TO REPORT SEVERE WEATHER…
CALL 1-800-856-0758 OR TWEET YOUR REPORT USING HASHTAG ALWX

… and now in Wisconsin, among other states:

This is the NWS’ attempt to deal with the other main problem with storm warning language. The most common category of tornado warning is based on a Severe Thunderstorm Capable of Producing a Tornado, or as I call it STCOPAT. (The other two categories are tornadoes seen by human eyeballs, and radar-indicated tornadoes, as opposed to radar-indicated STCOPATs.) The STCOPAT usually doesn’t result in a tornado, but adding STCOPATs as a criteria has increased the number of tornado warnings, and therefore the number of tornado warnings that don’t pan out, and therefore the number of storm warnings that get ignored. And, as my favorite online meteorologist Mike Smith wrote, too many of the latter lead to disasters like the Joplin, Mo., tornado. Joplin had plenty of advance warning; many of the 161 dead died because they ignored the tornado warnings because so many previous tornado warnings had resulted in nothing happening.

To prevent ignoring warnings, we are supposed to believe that amping up the language — “YOU ARE IN A LIFE THREATENING SITUATION!” — will get more people to pay attention. Smith doesn’t believe the second will help the first, and he’s right. Notice that the sample warning is not a confirmed tornado; it’s another STCOPAT. More warnings and more pointed language isn’t the answer, as Smith notes:

Here is an article concerning changes in strategy in tornado warnings from the National Weather Service. …

From about 1999 to 2007, the National Weather Service put a strong emphasis on increasing “lead time,” which is the interval from when thewarningis issued to when the tornado occurs. As the article mentioned, the average lead time at Birmingham (and many NWS offices) is 16 minutes. That is excellent and, in my opinion, more than sufficient.I believe the NWS needs to transition from putting much of its emphasis on increasing lead time to increasing the accuracy and reliability of tornado warnings.More accurate warnings with 12-15 minutes of lead time would be a major step forward.

Meanwhile, the NWS’ Storm Prediction Center, which issues watches (as opposed to the local NWS offices, which issue warnings) is also working on Fun with Maps:

The proposal adds more categories on the low end to delineate more exactly, or so it’s hoped, how likely severe weather is. That doesn’t change the high end …

… which in this instance correlates with the April 27, 2011 tornado outbreak.

It’s hard to see how this will improve things up here in the land of unpredictable weather. Wisconsin has had tornadoes every month of the year except February, including Jan. 7, 2008, my parents’ wedding anniversary.

https://www.youtube.com/watch?v=X4gj32n75P8

The severe forecast the day of June 7, 2007 was, to use a word, apocalyptic.
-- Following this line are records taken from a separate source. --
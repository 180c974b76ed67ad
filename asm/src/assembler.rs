// ----------------------------------------------------------------------------
// Two-pass assembly.
//
// Pass 1 scans the source line by line, queueing machine-code entries and
// collecting labels; pass 2 fills in the byte values of all address
// references. Forward references make single-pass streaming impossible, so
// the whole entry list is buffered before anything is resolved.

use std::collections::VecDeque;
use std::mem;

use arch::bits::{byte_to_bits, high_byte, low_byte};
use arch::op::{Op, Width};

use crate::addr::{Address, AddressPart};
use crate::cursor::Cursor;
use crate::entry::{Bits, MacLine};
use crate::error::Error;
use crate::symbols::Symbols;

/// Run options, fixed for the whole assembly.
#[derive(Debug, Clone, Copy, Default)]
pub struct Config {
    /// Synthesize a noop to carry an otherwise-orphaned comment.
    pub add_noops: bool,
    /// Prefix binary output lines with their 0xNNNN address.
    pub hex_line_numbers: bool,
}

/// Operand expectation left behind by the last opcode, carrying the
/// mnemonic that set it for error messages.
#[derive(Debug, Clone)]
enum Expect {
    None,
    One(String),
    Two(String),
}

pub struct Assembler {
    cfg: Config,
    /// Current 1-based source line.
    src_line: usize,
    expect: Expect,
    /// Entries scanned from the current source line, not yet committed.
    queue: Vec<MacLine>,
    comments: VecDeque<String>,
    /// Label awaiting the next committed machine line: (name, defining line).
    label: Option<(String, usize)>,
    /// Opening line of an active `/* */` comment.
    block_open: Option<usize>,
    /// Committed entry arena.
    entries: Vec<MacLine>,
    /// Arena indices of entries awaiting address resolution.
    unresolved: Vec<usize>,
    symbols: Symbols,
    next_mac_line: usize,
}

/// Result of a successful two-pass run.
pub struct Program {
    pub entries: Vec<MacLine>,
    pub symbols: Symbols,
}

impl Assembler {
    pub fn new(cfg: Config) -> Self {
        Self {
            cfg,
            src_line: 0,
            expect: Expect::None,
            queue: Vec::new(),
            comments: VecDeque::new(),
            label: None,
            block_open: None,
            entries: Vec::new(),
            unresolved: Vec::new(),
            symbols: Symbols::new(),
            next_mac_line: 0,
        }
    }

    /// Pass 1: scan one source line and commit its entries.
    pub fn line(&mut self, raw: &str) -> Result<(), Error> {
        self.src_line += 1;
        let mut cur = Cursor::new(raw);

        // An open block comment swallows the line up to its terminator.
        if self.block_open.is_some() {
            match raw.find("*/") {
                Some(end) => {
                    self.comments.push_back(raw[..end].trim().to_string());
                    self.block_open = None;
                    cur.reset(end + 2);
                }
                None => {
                    self.comments.push_back(raw.trim().to_string());
                    return self.flush();
                }
            }
        }

        if cur.at_end() {
            if self.comments.is_empty() {
                // blank line: preserve vertical spacing in the output
                self.comments.push_back(String::new());
            }
            return self.flush();
        }

        while !cur.at_end() {
            self.step(&mut cur)?;
        }
        self.flush()
    }

    /// Pass 2: resolve every pending address reference.
    pub fn finish(mut self) -> Result<Program, Error> {
        if let Some(open) = self.block_open {
            return Err(Error::UnclosedComment { line: open });
        }
        for idx in mem::take(&mut self.unresolved) {
            let entry = &self.entries[idx];
            let Bits::Pending(part) = &entry.bits else {
                continue;
            };
            let target = self.symbols.get(&part.label).ok_or_else(|| Error::UnresolvedLabel {
                line: entry.src_line,
                label: part.label.clone(),
            })?;
            let resolved = target as i64 + part.offset;
            if !(0..=0xFFFF).contains(&resolved) {
                return Err(Error::AddressRange {
                    line: entry.src_line,
                    label: part.label.clone(),
                    value: resolved,
                });
            }
            let bits = part.bits_of(resolved as u16);
            self.entries[idx].bits = Bits::Code(bits);
        }
        Ok(Program {
            entries: self.entries,
            symbols: self.symbols,
        })
    }

    /// Match one construct at the cursor, in strict priority order.
    fn step(&mut self, cur: &mut Cursor) -> Result<(), Error> {
        // (a) comment
        if cur.try_str("//") || cur.try_str(";") {
            cur.skip_space();
            self.comments.push_back(cur.take_rest().to_string());
            return Ok(());
        }
        if cur.try_str("/*") {
            match cur.rest().find("*/") {
                Some(end) => {
                    let text = cur.rest()[..end].trim().to_string();
                    self.comments.push_back(text);
                    cur.advance(end + 2);
                }
                None => {
                    self.block_open = Some(self.src_line);
                    self.comments.push_back(cur.take_rest().trim().to_string());
                }
            }
            return Ok(());
        }

        // (b) label definition: #name
        if let Some(name) = try_label(cur) {
            if let Some((pending, _)) = &self.label {
                return Err(Error::LabelPending {
                    line: self.src_line,
                    pending: pending.clone(),
                });
            }
            self.label = Some((name.to_string(), self.src_line));
            return Ok(());
        }

        // (c) one byte of an address: @name.H / @name.L
        if let Some(part) = AddressPart::parse(cur) {
            self.queue
                .push(MacLine::pending(self.src_line, part.to_string(), part));
            // one byte of the outstanding expectation is satisfied
            self.expect = match mem::replace(&mut self.expect, Expect::None) {
                Expect::Two(op) => Expect::One(op),
                _ => Expect::None,
            };
            return Ok(());
        }

        // (d) full two-byte address, high byte first
        if let Some(addr) = Address::parse(cur) {
            if let Expect::One(op) = &self.expect {
                return Err(Error::AddressWidth {
                    line: self.src_line,
                    op: op.clone(),
                    label: addr.label.clone(),
                });
            }
            self.expect = Expect::None;
            self.queue
                .push(MacLine::pending(self.src_line, format!("{}.H", addr), addr.high()));
            self.queue
                .push(MacLine::pending(self.src_line, format!("{}.L", addr), addr.low()));
            return Ok(());
        }

        // (e) literal under an operand-width constraint
        match mem::replace(&mut self.expect, Expect::None) {
            Expect::Two(op) => return self.step_expect2(cur, op),
            Expect::One(op) => return self.step_expect1(cur, op),
            Expect::None => {}
        }

        // (f) unconstrained literal: hex width by digit count, decimal by magnitude
        if let Some((text, n)) = cur.try_hex(3, 4) {
            self.push_pair(text, n as u16);
            return Ok(());
        }
        if let Some((text, n)) = cur.try_hex(1, 2) {
            self.push_byte(text, n as u8);
            return Ok(());
        }
        if let Some((text, n)) = cur.try_decimal() {
            return self.push_decimal(text, n);
        }

        // (g) opcode mnemonic
        match cur.try_token() {
            Some(token) => match Op::parse(token) {
                Some(op) => {
                    self.queue.push(MacLine::code(
                        self.src_line,
                        byte_to_bits(op.code()),
                        op.to_string(),
                    ));
                    self.expect = match op.operand() {
                        Width::One => Expect::One(op.to_string()),
                        Width::Two => Expect::Two(op.to_string()),
                        Width::None => Expect::None,
                    };
                    Ok(())
                }
                None => Err(Error::UnknownToken {
                    line: self.src_line,
                    token: token.to_string(),
                }),
            },
            None => Err(Error::Syntax {
                line: self.src_line,
                rest: cur.rest().trim_end().to_string(),
            }),
        }
    }

    /// A 2-byte value is due: a 4-digit hex literal, a decimal padded to
    /// two bytes, or a 2-digit hex literal leaving one more byte due.
    fn step_expect2(&mut self, cur: &mut Cursor, op: String) -> Result<(), Error> {
        if let Some((text, n)) = cur.try_hex(3, 4) {
            self.push_pair(text, n as u16);
        } else if let Some((text, n)) = cur.try_hex(1, 2) {
            self.push_byte(text, n as u8);
            self.expect = Expect::One(op);
        } else if let Some((text, n)) = cur.try_decimal() {
            if (-0x80..=0x7F).contains(&n) {
                self.queue.push(MacLine::code(
                    self.src_line,
                    byte_to_bits(0),
                    format!("{} H", text),
                ));
                self.queue.push(MacLine::code(
                    self.src_line,
                    byte_to_bits(n as u8),
                    format!("{} L", " ".repeat(text.len())),
                ));
            } else if (-0x8000..=0x7FFF).contains(&n) {
                self.push_pair(text, n as u16);
            } else {
                return Err(Error::Overflow {
                    line: self.src_line,
                    text: text.to_string(),
                });
            }
        } else {
            return Err(Error::WidthMismatch {
                line: self.src_line,
                op,
                expect: 2,
            });
        }
        Ok(())
    }

    /// A 1-byte value is due; 2-byte forms are rejected, not truncated.
    fn step_expect1(&mut self, cur: &mut Cursor, op: String) -> Result<(), Error> {
        if let Some((text, n)) = cur.try_hex(1, 2) {
            self.push_byte(text, n as u8);
            return Ok(());
        }
        if cur.try_hex(3, 4).is_some() {
            // a 3-4 digit hex literal is a 2-byte value by convention
            return Err(Error::WidthMismatch {
                line: self.src_line,
                op,
                expect: 1,
            });
        }
        if let Some((text, n)) = cur.try_decimal() {
            if (-0x80..=0x7F).contains(&n) {
                self.push_byte(text, n as u8);
                return Ok(());
            }
        }
        Err(Error::WidthMismatch {
            line: self.src_line,
            op,
            expect: 1,
        })
    }

    fn push_byte(&mut self, text: &str, value: u8) {
        self.queue
            .push(MacLine::code(self.src_line, byte_to_bits(value), text.to_string()));
    }

    /// High/low pair; the low-byte annotation is padded so its `L` aligns
    /// under the high-byte annotation's `H`.
    fn push_pair(&mut self, text: &str, value: u16) {
        self.queue.push(MacLine::code(
            self.src_line,
            byte_to_bits(high_byte(value)),
            format!("{} H", text),
        ));
        self.queue.push(MacLine::code(
            self.src_line,
            byte_to_bits(low_byte(value)),
            format!("{} L", " ".repeat(text.len())),
        ));
    }

    /// Unconstrained decimal: one byte if it fits, two if 16-bit, else fatal.
    fn push_decimal(&mut self, text: &str, n: i64) -> Result<(), Error> {
        if (-0x80..=0x7F).contains(&n) {
            self.push_byte(text, n as u8);
        } else if (-0x8000..=0x7FFF).contains(&n) {
            self.push_pair(text, n as u16);
        } else {
            return Err(Error::Overflow {
                line: self.src_line,
                text: text.to_string(),
            });
        }
        Ok(())
    }

    /// End of line: commit queued entries in order, pairing them with
    /// queued comments; leftover comments stand on their own.
    fn flush(&mut self) -> Result<(), Error> {
        for mut entry in mem::take(&mut self.queue) {
            if let Some(comment) = self.comments.pop_front() {
                if !comment.is_empty() {
                    entry.comment = Some(comment);
                }
            }
            self.commit(entry)?;
        }
        while let Some(comment) = self.comments.pop_front() {
            self.orphan(comment)?;
        }
        Ok(())
    }

    /// A comment (or blank line) with no machine code to ride on.
    fn orphan(&mut self, comment: String) -> Result<(), Error> {
        let comment = if comment.is_empty() { None } else { Some(comment) };
        if self.cfg.add_noops {
            let mut entry =
                MacLine::code(self.src_line, byte_to_bits(Op::Noop.code()), String::new());
            entry.comment = comment;
            self.commit(entry)
        } else {
            let mut entry = MacLine::display(self.src_line);
            entry.comment = comment;
            self.entries.push(entry);
            Ok(())
        }
    }

    /// Assign the next machine line number and bind any pending label.
    fn commit(&mut self, mut entry: MacLine) -> Result<(), Error> {
        entry.mac_line = Some(self.next_mac_line);
        if let Some((label, def_line)) = self.label.take() {
            if self.symbols.insert(label.clone(), self.next_mac_line).is_some() {
                return Err(Error::DuplicateLabel {
                    line: def_line,
                    label,
                });
            }
            entry.label = Some(label);
        }
        if matches!(entry.bits, Bits::Pending(_)) {
            self.unresolved.push(self.entries.len());
        }
        self.entries.push(entry);
        self.next_mac_line += 1;
        Ok(())
    }
}

/// `#name`; no match without a trailing token.
fn try_label<'a>(cur: &mut Cursor<'a>) -> Option<&'a str> {
    let mark = cur.mark();
    if !cur.try_char(b'#') {
        return None;
    }
    match cur.try_token() {
        Some(token) => Some(token),
        None => {
            cur.reset(mark);
            None
        }
    }
}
That day was the first time I had ever seen a school district cancel its graduation because of forecasted severe weather. And indeed a huge tornado did carve up much of the Northwoods …

… but most of the rest of the state didn’t get severe weather at all. Not even rain or clouds.

Did the NWS screw up, or did the weather change that day? My guess is the latter. This is a state in which eight months of the year have had tornadoes or snow, and in some cases both the same day, or within one day of each other.